| EXERCISE OBJECTIVE |
Across the records that follow, how many lines contain the string "clone"? Answer with the number only.
-- DATA TO USE follows --
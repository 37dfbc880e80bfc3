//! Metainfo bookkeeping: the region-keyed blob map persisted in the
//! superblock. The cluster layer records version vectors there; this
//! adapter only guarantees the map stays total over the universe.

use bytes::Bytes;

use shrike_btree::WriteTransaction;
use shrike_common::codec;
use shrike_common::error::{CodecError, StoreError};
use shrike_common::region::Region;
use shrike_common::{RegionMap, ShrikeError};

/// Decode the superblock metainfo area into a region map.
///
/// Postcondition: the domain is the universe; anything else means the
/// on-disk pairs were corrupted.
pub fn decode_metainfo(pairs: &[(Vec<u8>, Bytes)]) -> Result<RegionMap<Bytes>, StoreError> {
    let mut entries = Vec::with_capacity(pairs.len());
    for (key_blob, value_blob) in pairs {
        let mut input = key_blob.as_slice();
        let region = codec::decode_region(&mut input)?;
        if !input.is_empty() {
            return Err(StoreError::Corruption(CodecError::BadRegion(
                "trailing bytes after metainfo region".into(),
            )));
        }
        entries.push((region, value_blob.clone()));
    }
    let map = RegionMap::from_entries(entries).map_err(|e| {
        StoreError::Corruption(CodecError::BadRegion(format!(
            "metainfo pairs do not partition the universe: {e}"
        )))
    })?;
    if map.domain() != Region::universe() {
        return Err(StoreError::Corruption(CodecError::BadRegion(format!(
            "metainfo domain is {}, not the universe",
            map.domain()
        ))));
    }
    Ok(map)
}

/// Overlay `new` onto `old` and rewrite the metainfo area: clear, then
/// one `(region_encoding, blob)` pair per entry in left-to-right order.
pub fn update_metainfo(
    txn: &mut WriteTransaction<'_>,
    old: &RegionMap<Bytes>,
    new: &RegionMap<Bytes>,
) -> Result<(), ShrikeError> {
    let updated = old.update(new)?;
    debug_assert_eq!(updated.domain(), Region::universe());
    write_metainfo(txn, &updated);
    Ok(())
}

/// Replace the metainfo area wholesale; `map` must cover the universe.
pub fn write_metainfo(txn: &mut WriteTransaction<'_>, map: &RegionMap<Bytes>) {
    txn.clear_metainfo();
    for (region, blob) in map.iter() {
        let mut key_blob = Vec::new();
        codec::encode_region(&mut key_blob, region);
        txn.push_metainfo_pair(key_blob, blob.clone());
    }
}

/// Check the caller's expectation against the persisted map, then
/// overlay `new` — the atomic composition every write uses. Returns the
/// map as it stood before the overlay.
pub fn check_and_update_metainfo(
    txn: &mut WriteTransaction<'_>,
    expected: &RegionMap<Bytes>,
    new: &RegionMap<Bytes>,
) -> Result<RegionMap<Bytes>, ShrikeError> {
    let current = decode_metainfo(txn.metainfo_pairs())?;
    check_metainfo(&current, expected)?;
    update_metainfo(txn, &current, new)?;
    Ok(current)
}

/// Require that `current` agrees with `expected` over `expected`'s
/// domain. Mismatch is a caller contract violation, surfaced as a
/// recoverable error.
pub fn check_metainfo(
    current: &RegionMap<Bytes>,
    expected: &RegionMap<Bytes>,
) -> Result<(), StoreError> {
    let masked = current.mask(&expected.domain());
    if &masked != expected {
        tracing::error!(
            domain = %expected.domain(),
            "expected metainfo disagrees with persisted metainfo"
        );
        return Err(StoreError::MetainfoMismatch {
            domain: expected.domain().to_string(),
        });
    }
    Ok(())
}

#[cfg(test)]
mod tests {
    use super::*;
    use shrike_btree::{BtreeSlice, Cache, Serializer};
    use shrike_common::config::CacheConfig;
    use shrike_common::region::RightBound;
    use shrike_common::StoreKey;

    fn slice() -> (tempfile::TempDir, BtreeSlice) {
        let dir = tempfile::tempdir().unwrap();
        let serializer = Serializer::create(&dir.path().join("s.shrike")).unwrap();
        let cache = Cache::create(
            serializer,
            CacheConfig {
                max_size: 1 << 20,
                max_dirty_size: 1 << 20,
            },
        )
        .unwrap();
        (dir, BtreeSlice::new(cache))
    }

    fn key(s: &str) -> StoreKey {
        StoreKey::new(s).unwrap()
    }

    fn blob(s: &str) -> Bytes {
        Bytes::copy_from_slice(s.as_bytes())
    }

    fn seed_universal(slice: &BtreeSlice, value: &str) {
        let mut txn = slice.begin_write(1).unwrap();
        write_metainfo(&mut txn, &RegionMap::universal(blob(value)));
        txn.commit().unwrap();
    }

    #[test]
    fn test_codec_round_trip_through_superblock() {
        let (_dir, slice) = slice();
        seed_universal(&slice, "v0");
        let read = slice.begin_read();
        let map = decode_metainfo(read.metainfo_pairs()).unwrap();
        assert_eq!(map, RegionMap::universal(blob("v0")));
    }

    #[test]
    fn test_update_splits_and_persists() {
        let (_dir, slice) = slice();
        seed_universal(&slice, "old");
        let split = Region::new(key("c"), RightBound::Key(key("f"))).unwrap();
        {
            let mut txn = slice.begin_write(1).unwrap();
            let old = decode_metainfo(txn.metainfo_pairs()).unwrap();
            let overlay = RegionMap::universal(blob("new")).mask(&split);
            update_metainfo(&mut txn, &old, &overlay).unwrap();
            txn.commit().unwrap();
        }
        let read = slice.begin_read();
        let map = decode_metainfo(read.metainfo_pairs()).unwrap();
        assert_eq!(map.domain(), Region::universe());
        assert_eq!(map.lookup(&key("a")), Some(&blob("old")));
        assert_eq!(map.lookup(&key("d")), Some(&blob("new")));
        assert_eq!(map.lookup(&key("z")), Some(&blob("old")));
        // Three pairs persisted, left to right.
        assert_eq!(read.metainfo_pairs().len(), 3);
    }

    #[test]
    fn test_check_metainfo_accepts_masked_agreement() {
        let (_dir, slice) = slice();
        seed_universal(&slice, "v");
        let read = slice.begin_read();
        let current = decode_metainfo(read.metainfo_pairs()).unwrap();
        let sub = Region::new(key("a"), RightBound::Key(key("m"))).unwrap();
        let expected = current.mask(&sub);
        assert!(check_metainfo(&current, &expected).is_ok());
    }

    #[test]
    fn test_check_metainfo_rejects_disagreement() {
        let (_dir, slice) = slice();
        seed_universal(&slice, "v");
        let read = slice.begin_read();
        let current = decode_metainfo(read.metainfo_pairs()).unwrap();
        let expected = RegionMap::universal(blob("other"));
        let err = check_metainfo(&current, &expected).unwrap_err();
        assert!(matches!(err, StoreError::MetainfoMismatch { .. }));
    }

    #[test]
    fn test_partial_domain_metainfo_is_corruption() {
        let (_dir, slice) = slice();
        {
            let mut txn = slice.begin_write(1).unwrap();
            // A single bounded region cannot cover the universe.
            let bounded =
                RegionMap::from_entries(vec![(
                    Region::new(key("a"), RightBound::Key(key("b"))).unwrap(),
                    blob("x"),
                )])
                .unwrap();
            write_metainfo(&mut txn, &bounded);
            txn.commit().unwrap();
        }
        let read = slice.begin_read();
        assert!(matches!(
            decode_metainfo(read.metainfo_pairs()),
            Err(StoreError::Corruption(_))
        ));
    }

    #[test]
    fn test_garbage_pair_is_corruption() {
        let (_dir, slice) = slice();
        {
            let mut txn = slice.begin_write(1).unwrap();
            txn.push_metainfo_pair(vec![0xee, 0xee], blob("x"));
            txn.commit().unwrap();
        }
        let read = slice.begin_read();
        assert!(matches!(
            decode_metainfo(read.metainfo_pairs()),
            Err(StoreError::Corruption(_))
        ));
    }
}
-- DATA TO USE concluded --
| RESPONSE AREA |
2